S v De Bruyne (CR 118/2023) [2023] NAHCMD 715 (8 November 2023)





Case Title:

The State v Nathan De Bruyne

Case No: 1792/2023

CR 118/2023

High Court MD Review No:


Division of Court:

Main Division

Heard before:

Ms Justice Shivute et

Mr Justice January

Delivered on:

8 November 2023

Neutral citation: S v De Bruyne (CR118/2023) [2023] NAHCMD 715 (8 November 2023)

The order:

The sentence imposed is set aside as there was no conviction.

Reasons for order:

Shivute J (concurring January J)

[1] This is a review matter stemming from the Magistrate’s Court for the district of Walvisbay. The accused was sentenced for contempt of court in facie curiae contravening s108 of the Magistrates Court Act 32 of 1944, as amended.

[2] The accused appeared for the first time on a charge of robbery. After his right to legal representation was explained, he chose to conduct his own defence.

[3] The court inquired from him which plea he intended to tender. He stated that he would plead not guilty because the phone that is allegedly stolen belongs to him and he merely repossessed it. The State applied for a further postponement for further investigation and opposed for the accused to be granted bail.

[4] The court explained to the accused his right to apply for formal bail. Instead, the accused became unruly and used extremely vulgar language, of which I do not wish to repeat, towards the magistrate. The magistrate warned the accused to retract what he said or apologise, otherwise he would be convicted of contempt of court in facie curiae. The accused refused to retract what he said or apologise and continued with his unruly behaviour by shouting, interrupting the court.

[5] It is undoubtedly clear that what the accused said towards the magistrate was contemptuous and uncalled for. Unfortunately, it appears to me that the magistrate let her emotions get the better of her and overlooked to pronounce the accused guilty. Instead, she proceeded to sentence him to three (3) months’ imprisonment without explaining to him his right regarding mitigation or affording him an opportunity to mitigate before sentencing.

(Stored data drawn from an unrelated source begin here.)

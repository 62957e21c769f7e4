use std::time::Duration;

use reqwest::blocking::Client;
use serde::Deserialize;

use super::{MessageId, MessageSender};
use crate::error::{ConfigError, NotificationError};

const TWILIO_API_BASE: &str = "https://api.twilio.com/2010-04-01";
const REQUEST_TIMEOUT: Duration = Duration::from_secs(30);

/// Sends text messages through the Twilio REST API
pub struct TwilioSender {
    client: Client,
    account_sid: String,
    auth_token: String,
    from: String,
    to: String,
}

#[derive(Deserialize)]
struct MessageResource {
    sid: String,
}

impl TwilioSender {
    pub fn new(account_sid: String, auth_token: String, from: String, to: String) -> Result<Self, ConfigError> {
        let client = Client::builder()
            .timeout(REQUEST_TIMEOUT)
            .build()
            .map_err(|e| ConfigError::invalid("use_sms_alert", e.to_string()))?;
        Ok(Self {
            client,
            account_sid,
            auth_token,
            from,
            to,
        })
    }

    fn messages_url(&self) -> String {
        format!("{}/Accounts/{}/Messages.json", TWILIO_API_BASE, self.account_sid)
    }
}

impl MessageSender for TwilioSender {
    fn send_message(&self, body: &str) -> Result<MessageId, NotificationError> {
        let params = [
            ("From", self.from.as_str()),
            ("To", self.to.as_str()),
            ("Body", body),
        ];

        let response = self
            .client
            .post(self.messages_url())
            .basic_auth(&self.account_sid, Some(&self.auth_token))
            .form(&params)
            .send()?;

        let status = response.status();
        if !status.is_success() {
            let text = response.text().unwrap_or_default();
            return Err(NotificationError::Send(format!("{}: {}", status, text)));
        }

        let message: MessageResource = response.json()?;
        Ok(MessageId(message.sid))
    }
}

[6] Judicial officers should endeavour to rise above emotions and maintain their cool- headedness throughout the trial, even amidst the most extreme provocation.

[7] The above glaring omissions by the court a quo amount to serious irregularities. Consequently, the proceedings in this matter cannot be said to be in accordance with justice.

[8] In the result, the following order is made:

The sentence imposed is set aside as there was no conviction.